__REQUIRED WORK__: Among the lines of the records below, copy those that hold the word "printcolumn".

•••••

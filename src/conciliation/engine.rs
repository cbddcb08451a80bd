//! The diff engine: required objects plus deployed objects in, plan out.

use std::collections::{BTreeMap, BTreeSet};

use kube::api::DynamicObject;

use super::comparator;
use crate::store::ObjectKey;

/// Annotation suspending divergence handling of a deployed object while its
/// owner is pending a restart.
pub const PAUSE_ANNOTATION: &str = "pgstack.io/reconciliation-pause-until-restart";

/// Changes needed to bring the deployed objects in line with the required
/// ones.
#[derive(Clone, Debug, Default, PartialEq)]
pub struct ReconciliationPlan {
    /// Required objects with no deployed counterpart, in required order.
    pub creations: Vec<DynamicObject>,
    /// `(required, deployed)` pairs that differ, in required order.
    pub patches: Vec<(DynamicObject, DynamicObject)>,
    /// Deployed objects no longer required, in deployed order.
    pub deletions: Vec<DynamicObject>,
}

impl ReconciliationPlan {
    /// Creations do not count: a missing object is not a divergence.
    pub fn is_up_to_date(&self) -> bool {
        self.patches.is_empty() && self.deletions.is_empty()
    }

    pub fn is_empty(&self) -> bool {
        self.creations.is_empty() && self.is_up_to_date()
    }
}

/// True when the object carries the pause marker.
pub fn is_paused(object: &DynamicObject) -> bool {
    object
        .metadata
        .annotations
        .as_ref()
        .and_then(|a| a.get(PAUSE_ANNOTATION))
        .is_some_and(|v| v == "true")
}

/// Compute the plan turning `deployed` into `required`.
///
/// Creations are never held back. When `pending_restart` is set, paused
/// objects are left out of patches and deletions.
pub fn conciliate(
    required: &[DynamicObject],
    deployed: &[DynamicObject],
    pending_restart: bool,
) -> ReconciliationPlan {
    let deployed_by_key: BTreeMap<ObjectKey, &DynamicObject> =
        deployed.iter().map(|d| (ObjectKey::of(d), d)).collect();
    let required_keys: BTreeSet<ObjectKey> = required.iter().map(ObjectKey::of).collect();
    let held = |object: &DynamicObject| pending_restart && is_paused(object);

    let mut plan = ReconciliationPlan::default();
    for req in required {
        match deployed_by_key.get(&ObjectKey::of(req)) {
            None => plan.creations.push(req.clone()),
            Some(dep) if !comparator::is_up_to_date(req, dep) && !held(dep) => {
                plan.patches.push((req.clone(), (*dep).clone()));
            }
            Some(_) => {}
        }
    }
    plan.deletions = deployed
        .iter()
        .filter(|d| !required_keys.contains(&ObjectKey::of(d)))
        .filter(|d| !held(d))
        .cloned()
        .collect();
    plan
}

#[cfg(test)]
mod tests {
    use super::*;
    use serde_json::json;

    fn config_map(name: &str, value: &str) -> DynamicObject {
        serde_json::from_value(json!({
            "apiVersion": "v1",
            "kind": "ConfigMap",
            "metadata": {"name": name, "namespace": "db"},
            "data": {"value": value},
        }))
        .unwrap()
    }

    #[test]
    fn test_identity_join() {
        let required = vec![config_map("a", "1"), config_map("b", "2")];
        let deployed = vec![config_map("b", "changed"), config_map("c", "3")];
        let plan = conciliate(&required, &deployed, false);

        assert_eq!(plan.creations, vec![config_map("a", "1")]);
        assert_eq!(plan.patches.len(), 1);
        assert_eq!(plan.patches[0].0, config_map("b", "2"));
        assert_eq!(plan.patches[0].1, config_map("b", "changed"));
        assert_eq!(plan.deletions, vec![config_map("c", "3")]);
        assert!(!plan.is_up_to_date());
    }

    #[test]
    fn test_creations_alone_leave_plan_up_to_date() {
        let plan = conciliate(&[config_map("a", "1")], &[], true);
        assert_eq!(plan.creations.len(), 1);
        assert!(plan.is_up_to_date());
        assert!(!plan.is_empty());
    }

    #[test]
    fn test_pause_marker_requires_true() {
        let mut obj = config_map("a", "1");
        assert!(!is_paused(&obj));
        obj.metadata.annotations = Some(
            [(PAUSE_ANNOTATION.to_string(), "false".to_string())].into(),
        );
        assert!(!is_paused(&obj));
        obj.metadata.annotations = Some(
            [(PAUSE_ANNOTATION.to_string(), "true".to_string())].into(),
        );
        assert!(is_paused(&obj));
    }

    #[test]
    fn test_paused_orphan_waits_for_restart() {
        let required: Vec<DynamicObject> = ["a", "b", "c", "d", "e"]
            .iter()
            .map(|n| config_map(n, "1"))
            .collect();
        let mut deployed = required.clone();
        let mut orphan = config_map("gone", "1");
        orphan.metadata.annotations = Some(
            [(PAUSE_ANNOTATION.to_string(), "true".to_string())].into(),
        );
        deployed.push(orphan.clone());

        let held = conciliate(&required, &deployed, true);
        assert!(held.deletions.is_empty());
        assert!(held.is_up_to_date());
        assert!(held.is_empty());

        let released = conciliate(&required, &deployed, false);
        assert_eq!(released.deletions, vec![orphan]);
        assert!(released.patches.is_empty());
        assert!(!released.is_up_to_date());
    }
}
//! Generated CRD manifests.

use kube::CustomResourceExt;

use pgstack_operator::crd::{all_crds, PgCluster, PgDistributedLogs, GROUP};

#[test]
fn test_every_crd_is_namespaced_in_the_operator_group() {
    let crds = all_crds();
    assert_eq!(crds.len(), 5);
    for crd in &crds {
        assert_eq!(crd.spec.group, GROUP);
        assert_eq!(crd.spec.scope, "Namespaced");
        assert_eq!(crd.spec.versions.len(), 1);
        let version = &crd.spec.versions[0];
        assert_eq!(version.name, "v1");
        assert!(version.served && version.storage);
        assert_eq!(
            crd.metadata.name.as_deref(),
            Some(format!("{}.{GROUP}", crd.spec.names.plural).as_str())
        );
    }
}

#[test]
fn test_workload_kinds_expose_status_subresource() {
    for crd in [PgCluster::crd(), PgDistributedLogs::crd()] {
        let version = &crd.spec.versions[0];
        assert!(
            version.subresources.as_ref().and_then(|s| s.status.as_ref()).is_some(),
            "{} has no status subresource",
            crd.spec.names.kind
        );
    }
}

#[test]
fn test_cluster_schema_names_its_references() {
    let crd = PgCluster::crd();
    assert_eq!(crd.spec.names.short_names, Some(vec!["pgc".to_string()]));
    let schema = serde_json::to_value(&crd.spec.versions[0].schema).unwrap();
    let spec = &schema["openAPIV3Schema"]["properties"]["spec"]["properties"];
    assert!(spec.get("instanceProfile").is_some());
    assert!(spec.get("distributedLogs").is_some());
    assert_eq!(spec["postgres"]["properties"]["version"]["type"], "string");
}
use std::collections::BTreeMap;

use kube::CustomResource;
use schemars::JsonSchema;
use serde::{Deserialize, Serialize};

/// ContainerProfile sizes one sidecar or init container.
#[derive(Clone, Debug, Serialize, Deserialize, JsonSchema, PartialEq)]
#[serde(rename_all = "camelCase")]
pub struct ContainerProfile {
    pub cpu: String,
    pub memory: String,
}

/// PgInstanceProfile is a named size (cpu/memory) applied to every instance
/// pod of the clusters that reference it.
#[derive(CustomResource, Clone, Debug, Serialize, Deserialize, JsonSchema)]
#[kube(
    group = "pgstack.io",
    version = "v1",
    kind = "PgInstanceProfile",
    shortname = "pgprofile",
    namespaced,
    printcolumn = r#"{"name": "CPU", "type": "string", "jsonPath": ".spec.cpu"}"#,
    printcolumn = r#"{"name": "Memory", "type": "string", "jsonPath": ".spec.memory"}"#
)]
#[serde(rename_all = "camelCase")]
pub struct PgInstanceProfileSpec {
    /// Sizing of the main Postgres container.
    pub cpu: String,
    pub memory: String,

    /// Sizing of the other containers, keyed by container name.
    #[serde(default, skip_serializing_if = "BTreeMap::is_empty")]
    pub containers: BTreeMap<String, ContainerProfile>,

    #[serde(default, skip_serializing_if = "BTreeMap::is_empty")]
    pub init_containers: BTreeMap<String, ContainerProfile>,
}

•••••

__ANSWER SPACE__:
    printcolumn = r#"{"name": "CPU", "type": "string", "jsonPath": ".spec.cpu"}"#,
    printcolumn = r#"{"name": "Memory", "type": "string", "jsonPath": ".spec.memory"}"#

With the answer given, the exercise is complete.